Ama bütün bunlar, ana muhalefet partisi sözcülerinin ve genel başkanının üslûplarına sirayet ederek, bu ülkenin geleceği olan genç kuşaklarına kötü örnek olmalarını gerektirmez.

FETÖ bir terör örgütüdür ve bunun böyle olduğu, Türkiye Cumhuriyeti Devletinin en yetkili organları tarafından resmen kabul edilip onaylanmıştır.

Bu örgüt, 15 Temmuz’da haince bir kalkışmaya tevessül ederek ülkemizi CIA’nin, dolayısıyla ABD’nin fiili olarak bölüp parçalamasına zemin hazırlamış ve bu da tartışmasız bir şekilde ortaya çıkmıştır.

Sizin hiç mi yüzünüz kızarmıyor, hiç mi utanmıyorsunuz, bu ülkede yaşayan insanlara hiç mi saygınız yok ki onların, %52’sinin oyları ile iktidara gelmiş olan bir Cumhurbaşkanını, o hain örgüt üyeliği ile suçluyorsunuz? 

Bu nasıl üslûp? 

Bu nasıl eleştiri?

Bu nasıl siyaset?

Bu nasıl muhalefet?

Halkın büyük çoğunluğuna yaptığınız bu saygısızca ve çirkin üslûpla mı, bu insanların %60’ının oyuna talipsiniz?

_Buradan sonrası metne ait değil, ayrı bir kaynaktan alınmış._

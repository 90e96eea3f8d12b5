//! Reconciliation logic for network resources.
//!
//! - `network`: finalizer protection, deletion guard and provider resolution for `Network`
//! - `vsphere_distributed_network`: port config and IP configuration status for
//!   `VSphereDistributedNetwork`
//!
//! Reconcilers never mutate the objects they are given. They compute the new
//! controller-owned fields and hand them to a [`StatusWriter`].

pub mod network;
pub mod vsphere_distributed_network;

use crate::backoff::BackoffTracker;
use crate::collaborators::{ConsumerLister, StatusWriter};
use crate::error::{CollaboratorError, ControllerError};
use crate::port_config::PortConfigPolicy;
use crate::resolver::ReferenceResolver;
use std::sync::Arc;
use std::time::Duration;
use tracing::debug;
use vsphere_client::PortGroupClientTrait;

/// Reconciles Network and VSphereDistributedNetwork resources.
pub struct Reconciler {
    pub(crate) port_groups: Arc<dyn PortGroupClientTrait>,
    pub(crate) consumers: Arc<dyn ConsumerLister>,
    pub(crate) resolver: ReferenceResolver,
    pub(crate) writer: Arc<dyn StatusWriter>,
    pub(crate) policy: PortConfigPolicy,
    /// Failure history per object ("Kind/namespace/name")
    backoff: BackoffTracker,
}

impl Reconciler {
    /// Reconciler over the given collaborators
    pub fn new(
        port_groups: Arc<dyn PortGroupClientTrait>,
        consumers: Arc<dyn ConsumerLister>,
        resolver: ReferenceResolver,
        writer: Arc<dyn StatusWriter>,
        policy: PortConfigPolicy,
    ) -> Self {
        Self {
            port_groups,
            consumers,
            resolver,
            writer,
            policy,
            backoff: BackoffTracker::new(),
        }
    }

    /// Next retry delay for a failed pass on `resource_key`
    pub fn retry_delay(&self, resource_key: &str) -> Duration {
        self.backoff.record_failure(resource_key)
    }

    /// Reset the retry sequence of `resource_key` after a clean pass
    pub fn reset_error(&self, resource_key: &str) {
        self.backoff.record_success(resource_key);
    }

    /// Check a write result. `Ok(false)` means the object is gone: its retry
    /// state is dropped and the pass should end.
    pub(crate) fn written(
        &self,
        resource_key: &str,
        result: Result<(), CollaboratorError>,
    ) -> Result<bool, ControllerError> {
        match result {
            Ok(()) => Ok(true),
            Err(CollaboratorError::NotFound(what)) => {
                debug!("{} disappeared during reconciliation", what);
                self.reset_error(resource_key);
                Ok(false)
            }
            Err(e) => Err(e.into()),
        }
    }

    /// Finish a pass: back off if it must be retried, otherwise reset
    pub(crate) fn settle(&self, resource_key: &str, needs_retry: bool) -> Option<Duration> {
        if needs_retry {
            Some(self.retry_delay(resource_key))
        } else {
            self.reset_error(resource_key);
            None
        }
    }
}

/// Backoff key for an object
pub fn resource_key(kind: &str, namespace: Option<&str>, name: &str) -> String {
    match namespace {
        Some(ns) => format!("{}/{}/{}", kind, ns, name),
        None => format!("{}/{}", kind, name),
    }
}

Ayrıca, 81 Milyon olan bu ülkede herkes; Afrin’de, Emperyalizmin karanlık paryası ve parçası haline gelmiş katilleri bozguna uğratmış olan Mehmetçiğin başarısını kutlarken, size ne oluyor ki siz onları savunan üç-beş beyinsiz öğrencinin safına koşuyorsunuz?

Bir de millilikten, yerlilikten bahis ediyorsunuz...!

Milli ve yerli olmak ne zamandan beri müstevlilerin safında yer almakla özdeş oldu?

Milli ve yerli olmak, hele bir de sosyal demokrat olmak, solcu olmak ne zamandan beri Amerika Emperyalizminin kucağında pışpışladığı satılmış YPG’lilere sahip çıkmakla özdeşleşti? 

Sahi siz kimsiniz yahu?

Siz kimleri temsil ediyorsunuz ve kimlerin, Türkiye’de kaçıncı kol kuvvetisiniz?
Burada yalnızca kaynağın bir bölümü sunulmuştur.